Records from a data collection
----------

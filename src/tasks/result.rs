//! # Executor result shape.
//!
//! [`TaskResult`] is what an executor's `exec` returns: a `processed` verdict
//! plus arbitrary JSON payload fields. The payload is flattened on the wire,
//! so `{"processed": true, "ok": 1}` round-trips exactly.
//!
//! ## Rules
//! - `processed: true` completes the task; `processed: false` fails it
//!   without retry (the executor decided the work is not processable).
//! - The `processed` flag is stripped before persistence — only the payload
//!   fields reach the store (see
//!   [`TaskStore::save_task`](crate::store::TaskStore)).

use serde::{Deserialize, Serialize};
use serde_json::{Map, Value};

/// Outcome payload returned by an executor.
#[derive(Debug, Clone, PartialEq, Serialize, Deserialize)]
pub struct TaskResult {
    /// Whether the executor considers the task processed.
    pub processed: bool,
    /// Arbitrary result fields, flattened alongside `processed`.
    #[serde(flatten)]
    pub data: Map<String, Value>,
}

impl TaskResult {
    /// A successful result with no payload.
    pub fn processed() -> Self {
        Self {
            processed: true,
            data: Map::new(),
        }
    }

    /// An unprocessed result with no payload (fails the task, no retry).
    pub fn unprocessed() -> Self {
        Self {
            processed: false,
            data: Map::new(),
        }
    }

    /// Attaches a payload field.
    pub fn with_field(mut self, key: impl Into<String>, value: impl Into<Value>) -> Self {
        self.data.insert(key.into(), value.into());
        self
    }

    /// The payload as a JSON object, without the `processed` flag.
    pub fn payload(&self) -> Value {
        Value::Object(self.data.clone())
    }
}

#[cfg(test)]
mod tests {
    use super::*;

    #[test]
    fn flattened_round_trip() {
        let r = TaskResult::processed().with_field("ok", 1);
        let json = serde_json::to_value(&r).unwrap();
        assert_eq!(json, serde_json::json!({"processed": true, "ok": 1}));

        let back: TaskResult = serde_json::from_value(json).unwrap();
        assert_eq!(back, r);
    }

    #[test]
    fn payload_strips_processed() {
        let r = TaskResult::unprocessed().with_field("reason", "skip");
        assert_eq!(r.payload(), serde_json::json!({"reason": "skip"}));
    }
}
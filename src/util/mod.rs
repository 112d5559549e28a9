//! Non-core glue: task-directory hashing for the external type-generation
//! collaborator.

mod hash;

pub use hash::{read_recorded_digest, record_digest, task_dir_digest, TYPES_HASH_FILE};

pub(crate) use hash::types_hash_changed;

----------

INSTRUCTIONS TO FOLLOW
Only the lines from the beginning of the entries through the line bearing "result fields, flattened" should be returned, each exactly as written.

EXERCISE ANSWER
filename src/tasks/result.rs
//! # Executor result shape.
//!
//! [`TaskResult`] is what an executor's `exec` returns: a `processed` verdict
//! plus arbitrary JSON payload fields. The payload is flattened on the wire,
//! so `{"processed": true, "ok": 1}` round-trips exactly.
//!
//! ## Rules
//! - `processed: true` completes the task; `processed: false` fails it
//!   without retry (the executor decided the work is not processable).
//! - The `processed` flag is stripped before persistence — only the payload
//!   fields reach the store (see
//!   [`TaskStore::save_task`](crate::store::TaskStore)).

use serde::{Deserialize, Serialize};
use serde_json::{Map, Value};

/// Outcome payload returned by an executor.
#[derive(Debug, Clone, PartialEq, Serialize, Deserialize)]
pub struct TaskResult {
    /// Whether the executor considers the task processed.
    pub processed: bool,
    /// Arbitrary result fields, flattened alongside `processed`.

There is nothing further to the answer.